(Data entries)
<<<<
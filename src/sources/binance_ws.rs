//! Binance combined trade stream.
//!
//! One WebSocket carries the trades of every subscribed symbol. Frames are
//! demultiplexed by trading pair and handed to the caller's callback as they
//! arrive. A dropped connection is reopened after a fixed delay with the same
//! symbol set until the handle is closed.

use crate::error::{FeedError, Result};
use crate::types::price::parse_decimal;
use crate::types::Tick;
use chrono::{TimeZone, Utc};
use futures_util::{SinkExt, StreamExt};
use rust_decimal::Decimal;
use serde::Deserialize;
use std::sync::atomic::{AtomicU32, Ordering};
use std::sync::Arc;
use std::time::Duration;
use tokio::sync::watch;
use tokio::task::JoinHandle;
use tokio_tungstenite::{connect_async, tungstenite::Message};
use tracing::{debug, error, info, warn};

pub const BINANCE_STREAM_URL: &str = "wss://stream.binance.com:9443";

const DEFAULT_RECONNECT_DELAY: Duration = Duration::from_secs(3);

/// Quote currencies stripped from a pair to recover the bare symbol.
const QUOTE_SUFFIXES: &[&str] = &["USDT", "BUSD", "USDC", "USD"];

/// Combined-stream envelope: `{"stream": "...", "data": {...}}`.
#[derive(Debug, Deserialize)]
struct CombinedFrame {
    data: TradeEvent,
}

#[derive(Debug, Deserialize)]
struct TradeEvent {
    /// Trading pair
    #[serde(rename = "s")]
    pair: String,
    /// Price
    #[serde(rename = "p")]
    price: String,
    /// Trade time (milliseconds)
    #[serde(rename = "T")]
    trade_time: i64,
}

/// Lifecycle of a stream subscription.
#[derive(Debug, Clone, Copy, PartialEq, Eq)]
pub enum StreamState {
    Connecting,
    Open,
    /// Disconnected, waiting out the reconnect delay.
    Reconnecting,
    /// Torn down by the caller. Terminal.
    Closed,
}

/// Strip the quote currency from a trading pair (`BTCUSDT` -> `BTC`).
pub fn bare_symbol(pair: &str) -> String {
    let pair = pair.trim().to_uppercase();
    QUOTE_SUFFIXES
        .iter()
        .filter_map(|suffix| pair.strip_suffix(suffix))
        .find(|base| !base.is_empty())
        .map(str::to_string)
        .unwrap_or(pair)
}

/// Parse one combined-stream trade frame. Anything else yields `None`.
pub fn parse_trade_frame(text: &str) -> Option<Tick> {
    let frame: CombinedFrame = serde_json::from_str(text).ok()?;
    let event = frame.data;
    let price = parse_decimal(&event.price).filter(|p| *p > Decimal::ZERO)?;
    let timestamp = Utc.timestamp_millis_opt(event.trade_time).single()?;

    Some(Tick {
        symbol: bare_symbol(&event.pair),
        price,
        timestamp,
    })
}

/// A live trade subscription for a fixed set of symbols.
///
/// The symbol set cannot change once started; tear the stream down and
/// build a new one instead.
#[derive(Debug, Clone)]
pub struct TradeStream {
    base_url: String,
    symbols: Vec<String>,
    reconnect_delay: Duration,
}

impl TradeStream {
    /// Symbols are upper-cased and deduplicated, keeping first-seen order.
    pub fn new(base_url: impl Into<String>, symbols: &[String]) -> Self {
        let mut unique: Vec<String> = Vec::with_capacity(symbols.len());
        for symbol in symbols {
            let symbol = symbol.trim().to_uppercase();
            if !symbol.is_empty() && !unique.contains(&symbol) {
                unique.push(symbol);
            }
        }

        Self {
            base_url: base_url.into(),
            symbols: unique,
            reconnect_delay: DEFAULT_RECONNECT_DELAY,
        }
    }

    pub fn with_reconnect_delay(mut self, delay: Duration) -> Self {
        self.reconnect_delay = delay;
        self
    }

    pub fn symbols(&self) -> &[String] {
        &self.symbols
    }

    /// Combined-stream URL covering every symbol.
    pub fn stream_url(&self) -> String {
        let streams: Vec<String> = self
            .symbols
            .iter()
            .map(|s| format!("{}usdt@trade", s.to_lowercase()))
            .collect();
        format!(
            "{}/stream?streams={}",
            self.base_url.trim_end_matches('/'),
            streams.join("/")
        )
    }

    /// Open the stream in a background task.
    ///
    /// `on_tick` runs on that task for every trade, in arrival order.
    pub fn start<F>(self, on_tick: F) -> StreamHandle
    where
        F: FnMut(Tick) + Send + 'static,
    {
        let (shutdown_tx, shutdown_rx) = watch::channel(false);
        let attempts = Arc::new(AtomicU32::new(0));

        if self.symbols.is_empty() {
            warn!("Trade stream started with no symbols, nothing to subscribe");
            let (_, state_rx) = watch::channel(StreamState::Closed);
            shutdown_tx.send_replace(true);
            return StreamHandle {
                shutdown: shutdown_tx,
                state: state_rx,
                attempts,
                task: None,
            };
        }

        let (state_tx, state_rx) = watch::channel(StreamState::Connecting);
        let task = tokio::spawn(self.run(on_tick, shutdown_rx, state_tx, attempts.clone()));

        StreamHandle {
            shutdown: shutdown_tx,
            state: state_rx,
            attempts,
            task: Some(task),
        }
    }

    async fn run<F>(
        self,
        mut on_tick: F,
        mut shutdown: watch::Receiver<bool>,
        state: watch::Sender<StreamState>,
        attempts: Arc<AtomicU32>,
    ) where
        F: FnMut(Tick) + Send + 'static,
    {
        let url = self.stream_url();

        loop {
            if is_shut_down(&shutdown) {
                break;
            }
            let attempt = attempts.fetch_add(1, Ordering::SeqCst) + 1;
            debug!("Trade stream connect attempt {}", attempt);

            match self.session(&url, &mut on_tick, &mut shutdown, &state).await {
                Ok(()) => {
                    if !is_shut_down(&shutdown) {
                        warn!("Binance trade stream disconnected, reconnecting...");
                    }
                }
                Err(e) => error!("Binance trade stream error: {}, reconnecting...", e),
            }

            // Teardown wins over reconnect.
            if is_shut_down(&shutdown) {
                break;
            }
            state.send_replace(StreamState::Reconnecting);
            tokio::select! {
                biased;
                _ = wait_for_shutdown(&mut shutdown) => break,
                _ = tokio::time::sleep(self.reconnect_delay) => {}
            }
        }

        state.send_replace(StreamState::Closed);
        info!("Binance trade stream closed");
    }

    async fn session<F>(
        &self,
        url: &str,
        on_tick: &mut F,
        shutdown: &mut watch::Receiver<bool>,
        state: &watch::Sender<StreamState>,
    ) -> Result<()>
    where
        F: FnMut(Tick) + Send,
    {
        info!("Connecting to Binance trade stream ({} symbols)", self.symbols.len());
        let ws_stream = tokio::select! {
            biased;
            _ = wait_for_shutdown(shutdown) => return Ok(()),
            connected = connect_async(url) => {
                connected.map_err(|e| FeedError::Stream(e.to_string()))?.0
            }
        };
        let (mut write, mut read) = ws_stream.split();
        state.send_replace(StreamState::Open);
        info!("Connected to Binance trade stream");

        loop {
            tokio::select! {
                biased;
                _ = wait_for_shutdown(shutdown) => {
                    let _ = write.send(Message::Close(None)).await;
                    return Ok(());
                }
                msg = read.next() => {
                    match msg {
                        Some(Ok(Message::Text(text))) => {
                            if let Some(tick) = parse_trade_frame(&text) {
                                on_tick(tick);
                            }
                        }
                        Some(Ok(Message::Ping(data))) => {
                            let _ = write.send(Message::Pong(data)).await;
                        }
                        Some(Ok(Message::Close(_))) => {
                            info!("Binance trade stream closed by server");
                            return Ok(());
                        }
                        Some(Err(e)) => return Err(FeedError::Stream(e.to_string())),
                        None => return Ok(()),
                        _ => {}
                    }
                }
            }
        }
    }
}

fn is_shut_down(shutdown: &watch::Receiver<bool>) -> bool {
    *shutdown.borrow()
}

/// Resolves once shutdown is requested or the handle is gone.
async fn wait_for_shutdown(shutdown: &mut watch::Receiver<bool>) {
    loop {
        if *shutdown.borrow_and_update() {
            return;
        }
        if shutdown.changed().await.is_err() {
            return;
        }
    }
}

/// Cleanup handle for a running [`TradeStream`].
///
/// Dropping the handle closes the stream.
pub struct StreamHandle {
    shutdown: watch::Sender<bool>,
    state: watch::Receiver<StreamState>,
    attempts: Arc<AtomicU32>,
    task: Option<JoinHandle<()>>,
}

impl StreamHandle {
    /// Stop the stream. Safe to call repeatedly and before the first connect.
    pub fn close(&self) {
        if !self.shutdown.send_replace(true) {
            debug!("Trade stream close requested");
        }
    }

    pub fn is_closed(&self) -> bool {
        *self.shutdown.borrow()
    }

    pub fn state(&self) -> StreamState {
        *self.state.borrow()
    }

    /// Receiver that observes every state transition.
    pub fn watch_state(&self) -> watch::Receiver<StreamState> {
        self.state.clone()
    }

    /// Number of connection attempts made so far, including the first.
    pub fn connect_attempts(&self) -> u32 {
        self.attempts.load(Ordering::SeqCst)
    }

    /// Close the stream and wait for its task to finish.
    pub async fn shutdown(mut self) {
        self.close();
        if let Some(task) = self.task.take() {
            if let Err(e) = task.await {
                warn!("Trade stream task ended abnormally: {}", e);
            }
        }
    }
}

impl Drop for StreamHandle {
    fn drop(&mut self) {
        self.close();
    }
}

#[cfg(test)]
mod tests {
    use super::*;
    use rust_decimal_macros::dec;

    // =========================================================================
    // Frame Parsing Tests
    // =========================================================================

    #[test]
    fn test_parse_trade_frame() {
        let json = r#"{
            "stream": "btcusdt@trade",
            "data": {"e": "trade", "E": 1700000000100, "s": "BTCUSDT", "t": 12345,
                     "p": "95000.50", "q": "0.01", "T": 1700000000000, "m": true}
        }"#;
        let tick = parse_trade_frame(json).unwrap();
        assert_eq!(tick.symbol, "BTC");
        assert_eq!(tick.price, dec!(95000.50));
        assert_eq!(tick.timestamp.timestamp_millis(), 1700000000000);
    }

    #[test]
    fn test_parse_ignores_non_trade_frames() {
        assert!(parse_trade_frame(r#"{"result": null, "id": 1}"#).is_none());
        assert!(parse_trade_frame("not json").is_none());
    }

    #[test]
    fn test_parse_rejects_zero_price() {
        let json = r#"{"data": {"s": "BTCUSDT", "p": "0", "T": 1700000000000}}"#;
        assert!(parse_trade_frame(json).is_none());
    }

    #[test]
    fn test_bare_symbol_strips_quote_currency() {
        assert_eq!(bare_symbol("BTCUSDT"), "BTC");
        assert_eq!(bare_symbol("ethbusd"), "ETH");
        assert_eq!(bare_symbol("SOLUSD"), "SOL");
        assert_eq!(bare_symbol("USDT"), "USDT");
    }

    // =========================================================================
    // TradeStream Tests
    // =========================================================================

    #[test]
    fn test_stream_url_multiplexes_symbols() {
        let symbols = vec!["BTC".to_string(), "eth".to_string(), "btc".to_string()];
        let stream = TradeStream::new(BINANCE_STREAM_URL, &symbols);
        assert_eq!(stream.symbols(), &["BTC".to_string(), "ETH".to_string()]);
        assert_eq!(
            stream.stream_url(),
            "wss://stream.binance.com:9443/stream?streams=btcusdt@trade/ethusdt@trade"
        );
    }

    #[tokio::test]
    async fn test_empty_symbol_set_never_connects() {
        let handle = TradeStream::new(BINANCE_STREAM_URL, &[]).start(|_| {});
        assert_eq!(handle.state(), StreamState::Closed);
        assert_eq!(handle.connect_attempts(), 0);
        assert!(handle.is_closed());
    }

    #[tokio::test]
    async fn test_close_before_open_is_idempotent() {
        let stream = TradeStream::new("ws://127.0.0.1:1", &["BTC".to_string()])
            .with_reconnect_delay(Duration::from_secs(60));
        let handle = stream.start(|_| {});

        handle.close();
        handle.close();
        assert!(handle.is_closed());

        let mut state = handle.watch_state();
        handle.shutdown().await;
        assert_eq!(*state.borrow_and_update(), StreamState::Closed);
    }
}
>>>>
--- What the task asks ---
Figure out how many lines in the entries above contain "every". Write only that number.

--- Exercise answer ---
4